» WHAT THE TASK REQUIRES
Copy out each line of the listing below in which the string "format" occurs.

(Beginning of RECORDS SHOWN)

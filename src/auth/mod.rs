//! Authentication and the observable user session

mod session;
mod types;

use reqwest::Client;
use serde_json::json;
use std::sync::{Arc, RwLock};
use tokio::sync::broadcast;

use crate::error::Error;
use crate::fetch::Fetch;

pub use session::Session;
pub use types::{AuthEvent, AuthResponse, User, UserInfo};

/// Client for the authenticated identity provider
///
/// The current session is held behind a lock and every sign-in or
/// sign-out transition is published on a broadcast channel, so the
/// listing workflow can read the owner identity at submission time and
/// other components can subscribe to transitions.
pub struct Auth {
    /// The base URL for the backend project
    url: String,

    /// The anonymous API key
    key: String,

    /// HTTP client used for requests
    client: Client,

    /// The current session
    session: Arc<RwLock<Option<Session>>>,

    /// Sign-in/sign-out transitions
    events: broadcast::Sender<AuthEvent>,
}

impl Auth {
    /// Create a new Auth client
    pub(crate) fn new(url: &str, key: &str, client: Client) -> Self {
        let (events, _) = broadcast::channel(16);

        Self {
            url: url.to_string(),
            key: key.to_string(),
            client,
            session: Arc::new(RwLock::new(None)),
            events,
        }
    }

    fn get_auth_url(&self, path: &str) -> String {
        format!("{}/auth/v1{}", self.url, path)
    }

    /// Sign up a new user with a display name, email and password
    pub async fn sign_up(&self, name: &str, email: &str, password: &str) -> Result<UserInfo, Error> {
        let url = self.get_auth_url("/signup");

        let body = json!({
            "email": email,
            "password": password,
            "data": { "name": name },
        });

        let result = Fetch::post(&self.client, &url)
            .header("apikey", &self.key)
            .json(&body)?
            .execute::<AuthResponse>()
            .await?;

        self.store_session(result)
    }

    /// Sign in a user with email and password
    pub async fn sign_in(&self, email: &str, password: &str) -> Result<UserInfo, Error> {
        let url = self.get_auth_url("/token?grant_type=password");

        let body = json!({
            "email": email,
            "password": password,
        });

        let result = Fetch::post(&self.client, &url)
            .header("apikey", &self.key)
            .json(&body)?
            .execute::<AuthResponse>()
            .await?;

        self.store_session(result)
    }

    /// Sign out the current user
    pub async fn sign_out(&self) -> Result<(), Error> {
        let url = self.get_auth_url("/logout");

        let token = {
            let current_session = self.session.read().unwrap();
            match *current_session {
                Some(ref session) => session.access_token.clone(),
                None => return Err(Error::auth("Not signed in")),
            }
        };

        let response = Fetch::post(&self.client, &url)
            .header("apikey", &self.key)
            .bearer_auth(&token)
            .execute_raw()
            .await?;

        if !response.status().is_success() {
            return Err(Error::auth(format!(
                "Sign-out failed with status {}",
                response.status()
            )));
        }

        {
            let mut current_session = self.session.write().unwrap();
            *current_session = None;
        }
        let _ = self.events.send(AuthEvent::SignedOut);

        Ok(())
    }

    /// Get the current session
    pub fn get_session(&self) -> Option<Session> {
        let current_session = self.session.read().unwrap();
        current_session.clone()
    }

    /// Get the identity of the currently signed-in user
    pub fn current_user(&self) -> Option<UserInfo> {
        let current_session = self.session.read().unwrap();
        current_session.as_ref().map(|s| UserInfo::from(&s.user))
    }

    /// Subscribe to sign-in and sign-out transitions
    ///
    /// Dropping the receiver unsubscribes.
    pub fn on_auth_state_change(&self) -> broadcast::Receiver<AuthEvent> {
        self.events.subscribe()
    }

    fn store_session(&self, response: AuthResponse) -> Result<UserInfo, Error> {
        let user = response
            .user
            .ok_or_else(|| Error::auth("Response carried no user"))?;
        let access_token = response
            .access_token
            .ok_or_else(|| Error::auth("Response carried no access token"))?;

        let info = UserInfo::from(&user);
        let session = Session::new(
            access_token,
            response.refresh_token.unwrap_or_default(),
            response.expires_in.unwrap_or(3600),
            user,
        );

        {
            let mut current_session = self.session.write().unwrap();
            *current_session = Some(session);
        }
        let _ = self.events.send(AuthEvent::SignedIn(info.clone()));

        Ok(info)
    }
}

(End of RECORDS SHOWN)

» RESULT FOR THIS EXERCISE
        format!("{}/auth/v1{}", self.url, path)
            return Err(Error::auth(format!(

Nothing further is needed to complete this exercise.